Here, several of the crisp metal bleachers had been warped under pressure to the point where, excised from the stadium, they became metaphors for a particular form of social pressure. Rendering these spectator supports useless, Gale rejects the stage – or the arena, or the gallery – as an aesthetic performance space. At their most emphatic, the distorted bleachers could also have evoked the psychic disposition of a subject, like Turner, pushed almost to the breaking point. At the material level, the deformations fulfilled a function of proof that we could only partially grasp: they were the ruins of an event or an impact that we only experienced in the aftermath.
Nikita Gale, BODY IMPRESSION: BLOOD2022, dye, engraving and LED projector on aluminum panel, 40 by 30 by 4 ½ inches.
Courtesy of the artist and 52 Walker, New York/©Nikita Gale
Six aluminum panels along the walls leaned on this external compression in homage to David Hammons’ “Body Print” series. Beginning in 1968, Hammons created a number of figurative works by coating her skin and hair in margarine or oil, pressing her body into a piece of paper, and then setting this impression with powdered pigments. Sending figuration and the claim of the gestural mark to grant unmediated access to the subject’s interiority, Hammons also lithographed patriotic and anti-black symbols (American flags, spades) to frame or augment his bodily trace, visualizing the racist stereotypes and mainstream bigotry that have historically disarticulated black male incarnation from national identity. Hammons, an artist who always challenged the imperative to participate in the art world, stopped producing this series in the late 1970s due to the almost immediate commercial success of the works. In Gale’s ‘Body Prints’ (2022), subtitled after various body parts, fluids and fumes (bone, piss, muscle, breath, brain, blood), the depressions and bumps on the surface – seemingly molded from body parts – come with expressively engraved words indicating family relationships (mother, father, sister), human anatomy and personality traits (kind, stupid, strong). Small LED projectors attached to each of these panels project angular projections extending onto the wall, as if hinting at a subject that goes beyond optical and linguistic constraints, beyond the limits of the word. , stereotype, image plane.
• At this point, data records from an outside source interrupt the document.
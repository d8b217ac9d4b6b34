pub mod build_feeding_plan;
pub mod generate_feeding_plan;

pub use build_feeding_plan::*;
pub use generate_feeding_plan::*;
// src/main.rs
use anyhow::Result;
use clap::Parser;
use std::path::PathBuf;
use tracing::info;

use zeroconf_proxy::{
    app,
    config::{self, Overrides},
    shutdown::{shutdown_signal, Shutdown},
};

/// Local OpenAI-compatible reverse proxy for AI inference services found on the network.
#[derive(Debug, Parser)]
#[command(name = "zeroconf-proxy", version, about)]
struct Cli {
    /// Configuration file (YAML, JSON or TOML)
    #[arg(long, default_value = "zeroconf-proxy.yaml")]
    config: PathBuf,

    /// Proxy listen port [default: 8080]
    #[arg(long)]
    port: Option<u16>,

    /// Proxy listen host [default: 127.0.0.1]
    #[arg(long)]
    host: Option<String>,

    /// Disable verbose logging
    #[arg(long)]
    quiet: bool,
}

#[tokio::main]
async fn main() -> Result<()> {
    let cli = Cli::parse();

    let mut config = config::load_config(&cli.config)?;
    config.apply(Overrides {
        host: cli.host,
        port: cli.port,
        quiet: cli.quiet,
    });

    // Initialize tracing
    let level = if config.logging.verbose { "debug" } else { "info" };
    tracing_subscriber::fmt()
        .with_env_filter(
            tracing_subscriber::EnvFilter::from_default_env()
                .add_directive(format!("zeroconf_proxy={}", level).parse()?)
                .add_directive("hyper=info".parse()?),
        )
        .init();

    info!("Loaded configuration from: {}", cli.config.display());

    let shutdown = Shutdown::new();
    let trigger = shutdown.clone();
    tokio::spawn(async move {
        shutdown_signal().await;
        trigger.trigger();
    });

    app::run(config, shutdown).await
}
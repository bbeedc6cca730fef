// src/health/mod.rs
mod checker;

pub use checker::{HealthCheckResult, HealthMonitor};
As in Hammons’ work, Gale’s prints reject the idea that subjectivity can be trapped in the surface of the panel, further compressing it through the generic register of language. Personal descriptors quickly become abstract, detached from the individuals to whom they might refer. In this area of the credits, the border between one subjectivity and another is unidentifiable, as it can be felt in a crowd. Gathered in an installation that seemed both to follow an impact and to anticipate a performance that did not arrive, we were left in limbo: a space that resisted interpretation, an exhibition whose subject (central figure and “theme” first) remained undetermined. The title of Gale’s exhibition could then have served as a provocation, a declaration that does not hold: there is no “end of subject” for a subject that perpetually escapes apprehension.